§ **What the exercise asks**:
Write out exactly the lines below that run from the one containing "fn contains_opt(value: Option<&str>, needle: &str)" through the one containing "is not numeric.", both included, with no other lines.

§ **Saved entries**:
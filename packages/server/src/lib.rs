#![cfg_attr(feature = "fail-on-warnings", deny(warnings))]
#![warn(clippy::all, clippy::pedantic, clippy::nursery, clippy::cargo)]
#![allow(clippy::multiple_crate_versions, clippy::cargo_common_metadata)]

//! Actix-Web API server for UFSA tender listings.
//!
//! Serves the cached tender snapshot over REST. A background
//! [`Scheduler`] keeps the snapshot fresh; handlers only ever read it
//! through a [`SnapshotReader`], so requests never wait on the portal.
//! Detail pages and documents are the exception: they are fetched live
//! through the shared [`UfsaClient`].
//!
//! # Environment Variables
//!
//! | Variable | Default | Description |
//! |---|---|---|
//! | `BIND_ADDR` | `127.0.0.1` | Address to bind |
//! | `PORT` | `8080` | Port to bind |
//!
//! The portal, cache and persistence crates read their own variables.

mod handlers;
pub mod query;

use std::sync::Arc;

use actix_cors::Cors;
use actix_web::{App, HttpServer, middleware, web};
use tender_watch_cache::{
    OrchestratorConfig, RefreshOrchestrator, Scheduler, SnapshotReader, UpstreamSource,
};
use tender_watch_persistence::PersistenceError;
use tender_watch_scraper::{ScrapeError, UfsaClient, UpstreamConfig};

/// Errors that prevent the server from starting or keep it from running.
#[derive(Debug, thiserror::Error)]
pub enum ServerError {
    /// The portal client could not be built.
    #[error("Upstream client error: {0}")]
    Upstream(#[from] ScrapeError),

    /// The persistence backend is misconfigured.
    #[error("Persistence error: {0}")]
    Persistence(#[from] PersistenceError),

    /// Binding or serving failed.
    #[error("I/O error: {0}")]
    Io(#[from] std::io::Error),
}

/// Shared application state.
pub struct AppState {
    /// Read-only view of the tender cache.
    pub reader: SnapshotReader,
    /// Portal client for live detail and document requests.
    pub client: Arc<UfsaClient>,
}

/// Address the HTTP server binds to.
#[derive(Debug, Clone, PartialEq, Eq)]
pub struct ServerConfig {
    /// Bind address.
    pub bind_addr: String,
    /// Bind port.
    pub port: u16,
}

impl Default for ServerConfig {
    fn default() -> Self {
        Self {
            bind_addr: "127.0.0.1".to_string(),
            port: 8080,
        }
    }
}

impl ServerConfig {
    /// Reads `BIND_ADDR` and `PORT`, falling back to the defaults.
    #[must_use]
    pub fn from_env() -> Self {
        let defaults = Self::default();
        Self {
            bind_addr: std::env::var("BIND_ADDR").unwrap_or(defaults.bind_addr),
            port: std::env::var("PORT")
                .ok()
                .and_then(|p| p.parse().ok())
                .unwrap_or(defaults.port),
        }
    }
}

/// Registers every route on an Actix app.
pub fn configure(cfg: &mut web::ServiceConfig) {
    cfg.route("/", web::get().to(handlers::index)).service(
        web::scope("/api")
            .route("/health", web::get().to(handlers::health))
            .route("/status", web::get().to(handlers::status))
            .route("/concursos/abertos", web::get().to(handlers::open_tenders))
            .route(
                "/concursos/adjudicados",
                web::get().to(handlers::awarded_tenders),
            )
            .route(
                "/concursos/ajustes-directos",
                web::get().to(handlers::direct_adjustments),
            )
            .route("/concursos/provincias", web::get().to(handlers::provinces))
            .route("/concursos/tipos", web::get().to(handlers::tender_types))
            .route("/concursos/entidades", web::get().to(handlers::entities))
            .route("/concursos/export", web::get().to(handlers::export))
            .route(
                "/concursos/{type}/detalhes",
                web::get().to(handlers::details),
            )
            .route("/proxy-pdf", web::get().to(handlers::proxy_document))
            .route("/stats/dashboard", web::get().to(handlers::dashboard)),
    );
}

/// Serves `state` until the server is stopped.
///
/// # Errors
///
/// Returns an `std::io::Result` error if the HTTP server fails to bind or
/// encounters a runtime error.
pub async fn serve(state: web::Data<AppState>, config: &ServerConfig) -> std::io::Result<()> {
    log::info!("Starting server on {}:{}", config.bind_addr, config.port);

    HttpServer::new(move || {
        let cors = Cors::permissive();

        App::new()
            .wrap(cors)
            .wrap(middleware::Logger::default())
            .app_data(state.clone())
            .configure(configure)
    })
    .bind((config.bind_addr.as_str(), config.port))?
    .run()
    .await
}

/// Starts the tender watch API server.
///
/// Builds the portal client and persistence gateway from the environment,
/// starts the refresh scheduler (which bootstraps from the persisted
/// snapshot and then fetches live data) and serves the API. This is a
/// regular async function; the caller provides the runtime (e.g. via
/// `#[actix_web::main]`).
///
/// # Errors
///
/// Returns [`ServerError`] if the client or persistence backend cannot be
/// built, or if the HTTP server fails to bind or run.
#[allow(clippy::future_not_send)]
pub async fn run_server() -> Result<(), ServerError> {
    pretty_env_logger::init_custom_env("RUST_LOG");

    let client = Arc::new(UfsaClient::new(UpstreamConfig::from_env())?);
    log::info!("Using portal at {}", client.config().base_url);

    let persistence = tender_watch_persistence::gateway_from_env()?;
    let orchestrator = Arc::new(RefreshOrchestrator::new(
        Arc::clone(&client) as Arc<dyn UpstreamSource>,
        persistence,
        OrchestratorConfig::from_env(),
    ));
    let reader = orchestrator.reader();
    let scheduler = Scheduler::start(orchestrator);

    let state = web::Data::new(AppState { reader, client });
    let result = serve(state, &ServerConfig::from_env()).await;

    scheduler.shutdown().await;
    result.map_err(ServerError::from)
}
...
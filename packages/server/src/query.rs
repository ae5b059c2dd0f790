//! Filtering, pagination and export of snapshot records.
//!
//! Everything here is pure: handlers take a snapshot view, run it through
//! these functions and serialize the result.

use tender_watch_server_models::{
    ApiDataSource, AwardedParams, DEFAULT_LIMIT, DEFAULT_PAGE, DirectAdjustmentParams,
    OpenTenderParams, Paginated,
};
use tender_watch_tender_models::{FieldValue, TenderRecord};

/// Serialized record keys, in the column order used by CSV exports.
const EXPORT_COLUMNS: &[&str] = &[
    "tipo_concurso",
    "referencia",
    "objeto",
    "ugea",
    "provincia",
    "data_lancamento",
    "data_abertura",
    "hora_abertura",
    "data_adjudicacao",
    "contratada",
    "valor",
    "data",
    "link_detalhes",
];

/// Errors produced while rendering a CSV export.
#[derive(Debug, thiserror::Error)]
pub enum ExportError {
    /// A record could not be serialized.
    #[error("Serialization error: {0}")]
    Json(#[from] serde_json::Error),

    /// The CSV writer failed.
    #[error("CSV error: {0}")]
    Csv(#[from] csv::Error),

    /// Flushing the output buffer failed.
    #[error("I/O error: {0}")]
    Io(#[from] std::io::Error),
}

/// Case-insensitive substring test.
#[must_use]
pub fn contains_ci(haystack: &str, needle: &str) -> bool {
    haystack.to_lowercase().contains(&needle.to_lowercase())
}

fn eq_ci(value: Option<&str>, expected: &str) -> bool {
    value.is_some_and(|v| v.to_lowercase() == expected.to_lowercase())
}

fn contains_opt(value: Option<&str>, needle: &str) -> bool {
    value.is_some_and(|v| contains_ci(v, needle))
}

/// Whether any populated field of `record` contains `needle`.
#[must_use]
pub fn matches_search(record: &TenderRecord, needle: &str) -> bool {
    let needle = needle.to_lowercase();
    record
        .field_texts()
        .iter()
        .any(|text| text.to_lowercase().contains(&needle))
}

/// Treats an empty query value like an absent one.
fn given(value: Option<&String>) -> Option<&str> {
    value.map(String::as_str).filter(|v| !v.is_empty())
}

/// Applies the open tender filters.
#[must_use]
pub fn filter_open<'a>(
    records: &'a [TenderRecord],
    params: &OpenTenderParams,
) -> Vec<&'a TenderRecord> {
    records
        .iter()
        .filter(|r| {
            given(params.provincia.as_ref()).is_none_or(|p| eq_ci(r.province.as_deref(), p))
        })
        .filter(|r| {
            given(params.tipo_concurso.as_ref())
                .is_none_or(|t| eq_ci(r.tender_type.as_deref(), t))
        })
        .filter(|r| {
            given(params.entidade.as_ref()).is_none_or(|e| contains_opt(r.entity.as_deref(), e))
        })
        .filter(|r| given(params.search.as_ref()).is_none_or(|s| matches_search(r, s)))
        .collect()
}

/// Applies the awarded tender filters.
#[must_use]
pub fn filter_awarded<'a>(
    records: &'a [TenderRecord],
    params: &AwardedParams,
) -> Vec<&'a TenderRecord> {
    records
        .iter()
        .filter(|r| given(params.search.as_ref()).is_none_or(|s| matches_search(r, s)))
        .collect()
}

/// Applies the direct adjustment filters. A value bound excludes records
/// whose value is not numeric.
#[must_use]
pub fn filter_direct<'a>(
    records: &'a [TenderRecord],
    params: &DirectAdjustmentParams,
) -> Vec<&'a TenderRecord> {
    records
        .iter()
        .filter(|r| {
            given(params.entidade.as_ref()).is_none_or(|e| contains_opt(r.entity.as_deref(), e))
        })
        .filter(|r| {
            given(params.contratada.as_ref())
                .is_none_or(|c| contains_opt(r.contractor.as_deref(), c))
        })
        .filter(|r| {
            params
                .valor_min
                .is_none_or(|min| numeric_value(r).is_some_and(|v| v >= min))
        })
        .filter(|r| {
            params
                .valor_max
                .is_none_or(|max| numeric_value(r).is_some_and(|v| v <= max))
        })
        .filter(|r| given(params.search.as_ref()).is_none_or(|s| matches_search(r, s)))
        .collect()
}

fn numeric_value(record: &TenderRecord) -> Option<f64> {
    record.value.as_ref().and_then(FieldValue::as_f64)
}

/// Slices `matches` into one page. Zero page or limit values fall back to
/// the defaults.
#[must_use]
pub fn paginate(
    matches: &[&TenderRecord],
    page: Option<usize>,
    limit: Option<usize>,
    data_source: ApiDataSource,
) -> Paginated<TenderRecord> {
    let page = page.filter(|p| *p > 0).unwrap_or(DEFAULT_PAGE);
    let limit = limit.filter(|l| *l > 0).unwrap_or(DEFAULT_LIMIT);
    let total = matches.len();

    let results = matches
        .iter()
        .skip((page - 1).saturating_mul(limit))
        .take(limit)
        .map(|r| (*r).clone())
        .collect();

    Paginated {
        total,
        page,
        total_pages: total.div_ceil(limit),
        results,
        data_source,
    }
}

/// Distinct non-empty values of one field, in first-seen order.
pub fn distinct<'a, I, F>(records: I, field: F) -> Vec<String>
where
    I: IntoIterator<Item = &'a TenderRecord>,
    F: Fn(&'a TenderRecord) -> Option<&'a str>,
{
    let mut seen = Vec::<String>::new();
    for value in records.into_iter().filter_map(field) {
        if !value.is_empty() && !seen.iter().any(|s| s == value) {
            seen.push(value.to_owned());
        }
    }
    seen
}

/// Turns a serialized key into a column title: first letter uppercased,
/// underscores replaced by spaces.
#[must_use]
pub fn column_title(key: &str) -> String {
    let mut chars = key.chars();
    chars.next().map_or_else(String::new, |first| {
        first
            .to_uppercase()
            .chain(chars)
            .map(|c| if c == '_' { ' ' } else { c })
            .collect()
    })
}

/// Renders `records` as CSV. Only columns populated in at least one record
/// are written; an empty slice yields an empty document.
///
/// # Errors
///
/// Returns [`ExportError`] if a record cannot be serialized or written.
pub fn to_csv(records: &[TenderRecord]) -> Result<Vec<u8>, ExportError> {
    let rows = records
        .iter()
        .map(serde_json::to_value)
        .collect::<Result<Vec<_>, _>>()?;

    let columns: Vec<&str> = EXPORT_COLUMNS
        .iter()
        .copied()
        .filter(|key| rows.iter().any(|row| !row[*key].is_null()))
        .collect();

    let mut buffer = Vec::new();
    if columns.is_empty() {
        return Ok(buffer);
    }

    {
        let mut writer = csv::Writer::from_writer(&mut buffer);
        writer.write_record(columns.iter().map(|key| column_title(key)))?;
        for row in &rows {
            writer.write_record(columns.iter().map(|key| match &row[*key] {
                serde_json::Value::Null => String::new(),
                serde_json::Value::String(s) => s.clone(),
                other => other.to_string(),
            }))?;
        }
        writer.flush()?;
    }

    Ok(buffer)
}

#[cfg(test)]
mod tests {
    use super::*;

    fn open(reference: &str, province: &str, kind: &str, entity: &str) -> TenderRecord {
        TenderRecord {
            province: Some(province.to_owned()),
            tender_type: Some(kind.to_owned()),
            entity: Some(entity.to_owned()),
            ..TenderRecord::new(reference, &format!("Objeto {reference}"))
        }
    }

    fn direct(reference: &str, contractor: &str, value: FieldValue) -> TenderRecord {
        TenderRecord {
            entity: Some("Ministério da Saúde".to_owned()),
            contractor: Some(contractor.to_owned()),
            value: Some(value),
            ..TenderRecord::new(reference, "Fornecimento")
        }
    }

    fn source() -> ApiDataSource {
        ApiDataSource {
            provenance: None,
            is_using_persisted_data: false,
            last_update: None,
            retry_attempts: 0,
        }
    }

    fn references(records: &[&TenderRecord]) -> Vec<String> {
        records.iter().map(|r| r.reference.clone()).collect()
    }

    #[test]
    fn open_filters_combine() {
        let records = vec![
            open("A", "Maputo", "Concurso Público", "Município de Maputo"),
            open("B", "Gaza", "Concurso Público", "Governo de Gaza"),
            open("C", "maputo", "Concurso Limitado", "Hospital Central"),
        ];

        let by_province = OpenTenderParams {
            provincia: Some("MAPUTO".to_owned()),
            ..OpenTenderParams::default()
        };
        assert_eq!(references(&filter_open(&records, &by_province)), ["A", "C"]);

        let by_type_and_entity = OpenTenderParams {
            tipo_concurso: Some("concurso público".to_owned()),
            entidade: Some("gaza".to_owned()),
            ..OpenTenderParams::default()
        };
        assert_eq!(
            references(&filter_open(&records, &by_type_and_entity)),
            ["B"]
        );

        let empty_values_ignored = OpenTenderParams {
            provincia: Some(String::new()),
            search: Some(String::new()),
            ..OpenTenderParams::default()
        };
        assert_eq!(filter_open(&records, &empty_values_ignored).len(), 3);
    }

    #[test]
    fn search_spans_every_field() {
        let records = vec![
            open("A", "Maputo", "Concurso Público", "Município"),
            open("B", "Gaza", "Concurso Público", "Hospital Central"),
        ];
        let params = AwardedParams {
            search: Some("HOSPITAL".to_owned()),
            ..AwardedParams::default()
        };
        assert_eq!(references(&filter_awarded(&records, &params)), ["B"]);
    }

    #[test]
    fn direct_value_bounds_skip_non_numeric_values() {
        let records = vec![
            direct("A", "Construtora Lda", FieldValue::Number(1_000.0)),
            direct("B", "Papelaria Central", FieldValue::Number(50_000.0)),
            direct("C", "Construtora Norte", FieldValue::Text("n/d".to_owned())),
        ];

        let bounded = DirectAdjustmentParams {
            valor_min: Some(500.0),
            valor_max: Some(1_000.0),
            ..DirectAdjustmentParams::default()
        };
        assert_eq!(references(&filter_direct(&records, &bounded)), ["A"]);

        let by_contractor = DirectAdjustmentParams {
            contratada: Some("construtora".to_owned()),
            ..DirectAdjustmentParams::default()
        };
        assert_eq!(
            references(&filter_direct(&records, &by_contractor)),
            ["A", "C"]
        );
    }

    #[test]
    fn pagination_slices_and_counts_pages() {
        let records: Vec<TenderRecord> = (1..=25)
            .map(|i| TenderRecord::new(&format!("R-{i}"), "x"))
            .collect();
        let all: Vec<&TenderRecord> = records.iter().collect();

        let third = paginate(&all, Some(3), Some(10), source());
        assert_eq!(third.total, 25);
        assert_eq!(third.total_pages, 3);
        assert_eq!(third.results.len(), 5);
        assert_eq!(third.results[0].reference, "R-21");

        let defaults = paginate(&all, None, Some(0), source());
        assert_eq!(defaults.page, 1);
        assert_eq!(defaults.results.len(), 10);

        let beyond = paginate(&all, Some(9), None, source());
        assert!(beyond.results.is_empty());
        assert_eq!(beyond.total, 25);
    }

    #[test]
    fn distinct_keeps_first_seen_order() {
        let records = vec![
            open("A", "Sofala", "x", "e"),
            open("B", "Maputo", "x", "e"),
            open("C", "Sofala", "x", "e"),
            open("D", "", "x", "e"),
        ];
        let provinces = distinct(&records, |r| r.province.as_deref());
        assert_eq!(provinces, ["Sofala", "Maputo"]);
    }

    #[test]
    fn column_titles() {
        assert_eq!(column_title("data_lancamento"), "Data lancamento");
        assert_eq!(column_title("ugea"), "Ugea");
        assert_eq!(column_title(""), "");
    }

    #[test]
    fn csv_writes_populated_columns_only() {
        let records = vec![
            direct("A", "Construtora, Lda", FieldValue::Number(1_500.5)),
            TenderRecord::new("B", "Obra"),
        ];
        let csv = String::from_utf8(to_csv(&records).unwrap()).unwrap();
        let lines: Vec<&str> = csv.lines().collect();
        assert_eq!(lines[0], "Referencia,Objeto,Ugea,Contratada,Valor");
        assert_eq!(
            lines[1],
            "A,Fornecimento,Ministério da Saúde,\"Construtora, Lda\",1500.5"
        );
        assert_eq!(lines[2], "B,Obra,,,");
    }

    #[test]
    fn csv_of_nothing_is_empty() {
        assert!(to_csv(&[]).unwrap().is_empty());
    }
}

§ **Exercise solution**:
fn contains_opt(value: Option<&str>, needle: &str) -> bool {
    value.is_some_and(|v| contains_ci(v, needle))
}

/// Whether any populated field of `record` contains `needle`.
#[must_use]
pub fn matches_search(record: &TenderRecord, needle: &str) -> bool {
    let needle = needle.to_lowercase();
    record
        .field_texts()
        .iter()
        .any(|text| text.to_lowercase().contains(&needle))
}

/// Treats an empty query value like an absent one.
fn given(value: Option<&String>) -> Option<&str> {
    value.map(String::as_str).filter(|v| !v.is_empty())
}

/// Applies the open tender filters.
#[must_use]
pub fn filter_open<'a>(
    records: &'a [TenderRecord],
    params: &OpenTenderParams,
) -> Vec<&'a TenderRecord> {
    records
        .iter()
        .filter(|r| {
            given(params.provincia.as_ref()).is_none_or(|p| eq_ci(r.province.as_deref(), p))
        })
        .filter(|r| {
            given(params.tipo_concurso.as_ref())
                .is_none_or(|t| eq_ci(r.tender_type.as_deref(), t))
        })
        .filter(|r| {
            given(params.entidade.as_ref()).is_none_or(|e| contains_opt(r.entity.as_deref(), e))
        })
        .filter(|r| given(params.search.as_ref()).is_none_or(|s| matches_search(r, s)))
        .collect()
}

/// Applies the awarded tender filters.
#[must_use]
pub fn filter_awarded<'a>(
    records: &'a [TenderRecord],
    params: &AwardedParams,
) -> Vec<&'a TenderRecord> {
    records
        .iter()
        .filter(|r| given(params.search.as_ref()).is_none_or(|s| matches_search(r, s)))
        .collect()
}

/// Applies the direct adjustment filters. A value bound excludes records
/// whose value is not numeric.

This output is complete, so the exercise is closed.